**Work to complete**
Retype, word for word, only the lines from the one with "fn with_page(url: &str, page: u32)" through the last line of the data below.

Stored data entries:
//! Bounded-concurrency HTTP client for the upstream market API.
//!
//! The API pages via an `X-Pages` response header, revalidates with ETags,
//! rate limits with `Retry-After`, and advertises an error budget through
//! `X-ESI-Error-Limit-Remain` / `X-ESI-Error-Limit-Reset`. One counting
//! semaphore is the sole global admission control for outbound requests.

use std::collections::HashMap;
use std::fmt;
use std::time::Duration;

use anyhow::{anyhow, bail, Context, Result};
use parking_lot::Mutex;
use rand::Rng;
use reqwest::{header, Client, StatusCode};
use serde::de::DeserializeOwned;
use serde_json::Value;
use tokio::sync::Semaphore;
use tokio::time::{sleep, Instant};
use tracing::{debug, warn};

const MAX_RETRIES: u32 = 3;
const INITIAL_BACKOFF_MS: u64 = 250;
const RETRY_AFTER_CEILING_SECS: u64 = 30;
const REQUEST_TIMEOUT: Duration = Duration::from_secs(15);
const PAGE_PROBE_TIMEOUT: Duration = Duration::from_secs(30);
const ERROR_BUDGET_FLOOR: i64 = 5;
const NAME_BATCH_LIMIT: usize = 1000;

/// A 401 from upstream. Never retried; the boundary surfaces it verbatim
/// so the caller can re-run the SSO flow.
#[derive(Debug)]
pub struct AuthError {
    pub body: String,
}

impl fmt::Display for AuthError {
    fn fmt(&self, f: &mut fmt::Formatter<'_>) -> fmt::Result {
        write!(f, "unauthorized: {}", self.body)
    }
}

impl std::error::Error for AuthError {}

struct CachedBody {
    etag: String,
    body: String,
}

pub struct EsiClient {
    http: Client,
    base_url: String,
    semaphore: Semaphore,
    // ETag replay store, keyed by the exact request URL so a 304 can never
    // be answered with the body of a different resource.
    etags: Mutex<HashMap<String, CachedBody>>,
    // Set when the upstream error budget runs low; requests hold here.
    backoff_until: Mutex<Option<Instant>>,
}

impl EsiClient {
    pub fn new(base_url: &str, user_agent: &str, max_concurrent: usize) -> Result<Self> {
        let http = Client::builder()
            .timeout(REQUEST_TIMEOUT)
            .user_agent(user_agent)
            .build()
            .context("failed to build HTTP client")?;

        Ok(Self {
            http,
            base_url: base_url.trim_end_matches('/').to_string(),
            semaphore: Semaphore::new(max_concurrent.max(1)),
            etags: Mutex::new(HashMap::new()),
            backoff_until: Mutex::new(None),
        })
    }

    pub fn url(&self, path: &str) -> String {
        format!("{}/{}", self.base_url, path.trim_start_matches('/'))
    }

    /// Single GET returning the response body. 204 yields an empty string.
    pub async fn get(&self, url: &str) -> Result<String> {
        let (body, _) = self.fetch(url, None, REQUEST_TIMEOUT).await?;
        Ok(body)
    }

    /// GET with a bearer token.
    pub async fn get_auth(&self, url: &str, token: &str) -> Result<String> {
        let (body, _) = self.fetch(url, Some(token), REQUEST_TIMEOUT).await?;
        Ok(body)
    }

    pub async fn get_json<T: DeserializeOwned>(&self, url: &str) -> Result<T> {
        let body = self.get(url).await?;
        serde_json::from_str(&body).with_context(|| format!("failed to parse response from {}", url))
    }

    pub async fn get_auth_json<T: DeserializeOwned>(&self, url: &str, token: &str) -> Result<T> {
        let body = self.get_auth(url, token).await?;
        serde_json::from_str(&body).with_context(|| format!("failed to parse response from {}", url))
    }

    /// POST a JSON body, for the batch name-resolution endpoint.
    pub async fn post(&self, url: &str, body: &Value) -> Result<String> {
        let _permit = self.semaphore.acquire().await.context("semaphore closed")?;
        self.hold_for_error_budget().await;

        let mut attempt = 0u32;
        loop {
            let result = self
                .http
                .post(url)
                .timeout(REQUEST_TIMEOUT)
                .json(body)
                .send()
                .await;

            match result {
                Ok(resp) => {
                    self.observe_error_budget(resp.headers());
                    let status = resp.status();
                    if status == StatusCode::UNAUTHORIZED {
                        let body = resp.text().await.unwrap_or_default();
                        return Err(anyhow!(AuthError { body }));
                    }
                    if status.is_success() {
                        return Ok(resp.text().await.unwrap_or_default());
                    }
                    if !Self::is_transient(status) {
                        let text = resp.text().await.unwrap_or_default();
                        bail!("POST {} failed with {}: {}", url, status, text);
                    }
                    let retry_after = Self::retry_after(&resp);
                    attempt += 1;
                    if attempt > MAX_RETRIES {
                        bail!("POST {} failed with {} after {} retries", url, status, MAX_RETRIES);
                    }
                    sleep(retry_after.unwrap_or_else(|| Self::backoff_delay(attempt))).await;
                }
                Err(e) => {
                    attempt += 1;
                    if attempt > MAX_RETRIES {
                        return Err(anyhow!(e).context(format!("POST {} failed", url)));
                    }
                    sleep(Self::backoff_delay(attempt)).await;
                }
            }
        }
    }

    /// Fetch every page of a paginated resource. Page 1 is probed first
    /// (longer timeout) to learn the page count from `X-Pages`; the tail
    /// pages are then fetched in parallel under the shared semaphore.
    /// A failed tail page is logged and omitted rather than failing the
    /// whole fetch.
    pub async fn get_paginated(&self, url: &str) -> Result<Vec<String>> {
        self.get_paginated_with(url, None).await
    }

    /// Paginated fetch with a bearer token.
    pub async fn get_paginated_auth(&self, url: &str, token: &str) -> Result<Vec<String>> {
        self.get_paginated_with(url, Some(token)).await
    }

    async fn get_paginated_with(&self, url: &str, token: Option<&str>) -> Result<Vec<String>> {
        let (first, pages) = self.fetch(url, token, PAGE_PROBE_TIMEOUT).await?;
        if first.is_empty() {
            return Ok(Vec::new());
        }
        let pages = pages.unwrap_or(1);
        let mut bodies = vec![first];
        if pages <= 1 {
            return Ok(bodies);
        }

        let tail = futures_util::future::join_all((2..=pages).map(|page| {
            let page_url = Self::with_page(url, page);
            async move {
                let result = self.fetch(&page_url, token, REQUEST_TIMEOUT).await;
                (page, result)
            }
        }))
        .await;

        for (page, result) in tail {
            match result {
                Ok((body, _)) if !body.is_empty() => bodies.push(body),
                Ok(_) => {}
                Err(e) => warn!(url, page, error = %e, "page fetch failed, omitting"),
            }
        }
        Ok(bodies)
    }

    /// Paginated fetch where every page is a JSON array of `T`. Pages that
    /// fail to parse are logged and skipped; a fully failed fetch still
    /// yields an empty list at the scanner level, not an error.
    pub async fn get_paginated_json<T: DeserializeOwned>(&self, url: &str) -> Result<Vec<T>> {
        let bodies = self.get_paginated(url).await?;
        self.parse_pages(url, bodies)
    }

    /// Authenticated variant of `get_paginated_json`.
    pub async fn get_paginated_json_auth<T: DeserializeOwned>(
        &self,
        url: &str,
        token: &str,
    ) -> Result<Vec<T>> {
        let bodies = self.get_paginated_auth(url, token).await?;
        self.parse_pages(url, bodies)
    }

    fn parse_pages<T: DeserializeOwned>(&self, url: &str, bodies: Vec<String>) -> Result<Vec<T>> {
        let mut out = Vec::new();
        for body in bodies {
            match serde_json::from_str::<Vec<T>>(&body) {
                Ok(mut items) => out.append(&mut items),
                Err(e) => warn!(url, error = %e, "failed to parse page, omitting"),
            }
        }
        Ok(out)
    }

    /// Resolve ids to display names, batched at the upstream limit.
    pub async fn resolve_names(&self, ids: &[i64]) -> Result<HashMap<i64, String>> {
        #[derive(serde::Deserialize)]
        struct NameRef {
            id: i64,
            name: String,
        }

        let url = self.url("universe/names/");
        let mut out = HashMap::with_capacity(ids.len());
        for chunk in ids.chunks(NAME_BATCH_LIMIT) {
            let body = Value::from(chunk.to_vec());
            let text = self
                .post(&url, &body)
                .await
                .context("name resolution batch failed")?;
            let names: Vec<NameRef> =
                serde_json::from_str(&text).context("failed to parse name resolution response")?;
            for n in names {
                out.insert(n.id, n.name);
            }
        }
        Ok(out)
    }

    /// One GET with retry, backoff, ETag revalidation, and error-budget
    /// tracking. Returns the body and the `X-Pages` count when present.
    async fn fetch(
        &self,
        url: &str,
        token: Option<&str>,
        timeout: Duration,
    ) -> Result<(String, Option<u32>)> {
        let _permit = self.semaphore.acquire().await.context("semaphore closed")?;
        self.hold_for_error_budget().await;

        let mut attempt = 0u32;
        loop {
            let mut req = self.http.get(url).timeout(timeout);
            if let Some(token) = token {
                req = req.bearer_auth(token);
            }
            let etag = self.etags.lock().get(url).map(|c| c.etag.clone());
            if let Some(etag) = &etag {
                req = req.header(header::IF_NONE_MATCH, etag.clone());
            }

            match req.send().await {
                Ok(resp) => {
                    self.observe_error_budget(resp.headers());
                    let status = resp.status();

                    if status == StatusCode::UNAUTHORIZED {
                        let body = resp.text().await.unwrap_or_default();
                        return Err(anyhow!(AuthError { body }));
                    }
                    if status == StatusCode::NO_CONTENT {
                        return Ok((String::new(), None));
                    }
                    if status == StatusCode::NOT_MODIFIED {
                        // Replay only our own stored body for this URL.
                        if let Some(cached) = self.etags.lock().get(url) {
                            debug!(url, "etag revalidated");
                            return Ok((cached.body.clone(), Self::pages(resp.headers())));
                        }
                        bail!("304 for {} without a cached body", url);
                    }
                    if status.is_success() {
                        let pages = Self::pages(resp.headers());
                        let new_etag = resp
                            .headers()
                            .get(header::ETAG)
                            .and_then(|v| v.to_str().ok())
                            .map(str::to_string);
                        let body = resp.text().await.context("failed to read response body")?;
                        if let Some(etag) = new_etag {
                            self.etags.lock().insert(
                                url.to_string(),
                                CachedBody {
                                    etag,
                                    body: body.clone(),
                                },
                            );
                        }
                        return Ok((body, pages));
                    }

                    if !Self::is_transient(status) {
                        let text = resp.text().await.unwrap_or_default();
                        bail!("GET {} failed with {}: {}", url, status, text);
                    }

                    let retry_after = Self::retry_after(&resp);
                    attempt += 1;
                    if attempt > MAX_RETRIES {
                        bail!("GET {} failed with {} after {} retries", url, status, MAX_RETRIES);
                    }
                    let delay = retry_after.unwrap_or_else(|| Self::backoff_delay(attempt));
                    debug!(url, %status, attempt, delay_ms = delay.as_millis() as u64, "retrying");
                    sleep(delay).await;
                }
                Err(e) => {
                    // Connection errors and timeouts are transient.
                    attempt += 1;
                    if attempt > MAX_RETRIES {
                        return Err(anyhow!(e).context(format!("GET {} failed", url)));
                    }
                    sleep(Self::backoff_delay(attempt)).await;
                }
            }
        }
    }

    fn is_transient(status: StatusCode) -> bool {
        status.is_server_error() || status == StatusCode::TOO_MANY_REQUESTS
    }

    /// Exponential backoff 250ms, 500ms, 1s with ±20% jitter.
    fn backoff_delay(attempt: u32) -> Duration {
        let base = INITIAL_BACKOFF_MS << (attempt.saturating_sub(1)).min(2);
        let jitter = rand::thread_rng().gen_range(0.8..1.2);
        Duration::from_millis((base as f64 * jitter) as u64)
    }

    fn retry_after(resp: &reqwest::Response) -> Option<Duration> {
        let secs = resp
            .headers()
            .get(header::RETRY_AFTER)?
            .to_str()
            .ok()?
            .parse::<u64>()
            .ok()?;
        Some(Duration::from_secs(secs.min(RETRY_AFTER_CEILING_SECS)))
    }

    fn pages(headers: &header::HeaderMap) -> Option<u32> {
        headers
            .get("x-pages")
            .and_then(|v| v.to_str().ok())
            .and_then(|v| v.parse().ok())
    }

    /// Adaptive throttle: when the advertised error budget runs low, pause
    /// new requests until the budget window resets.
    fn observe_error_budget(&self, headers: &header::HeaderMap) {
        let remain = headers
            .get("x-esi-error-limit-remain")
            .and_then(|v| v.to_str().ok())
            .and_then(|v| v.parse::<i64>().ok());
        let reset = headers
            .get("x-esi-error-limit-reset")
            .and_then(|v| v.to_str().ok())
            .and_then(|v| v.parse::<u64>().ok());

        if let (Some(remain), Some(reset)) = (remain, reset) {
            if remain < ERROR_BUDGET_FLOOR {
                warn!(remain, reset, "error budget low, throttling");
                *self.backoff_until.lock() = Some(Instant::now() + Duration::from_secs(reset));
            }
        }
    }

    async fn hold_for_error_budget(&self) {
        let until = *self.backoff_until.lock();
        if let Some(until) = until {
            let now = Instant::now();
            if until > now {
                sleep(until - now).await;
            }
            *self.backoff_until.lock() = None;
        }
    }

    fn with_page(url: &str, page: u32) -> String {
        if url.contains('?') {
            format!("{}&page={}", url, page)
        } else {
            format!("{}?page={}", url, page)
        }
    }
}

**Output of the task**
    fn with_page(url: &str, page: u32) -> String {
        if url.contains('?') {
            format!("{}&page={}", url, page)
        } else {
            format!("{}?page={}", url, page)
        }
    }
}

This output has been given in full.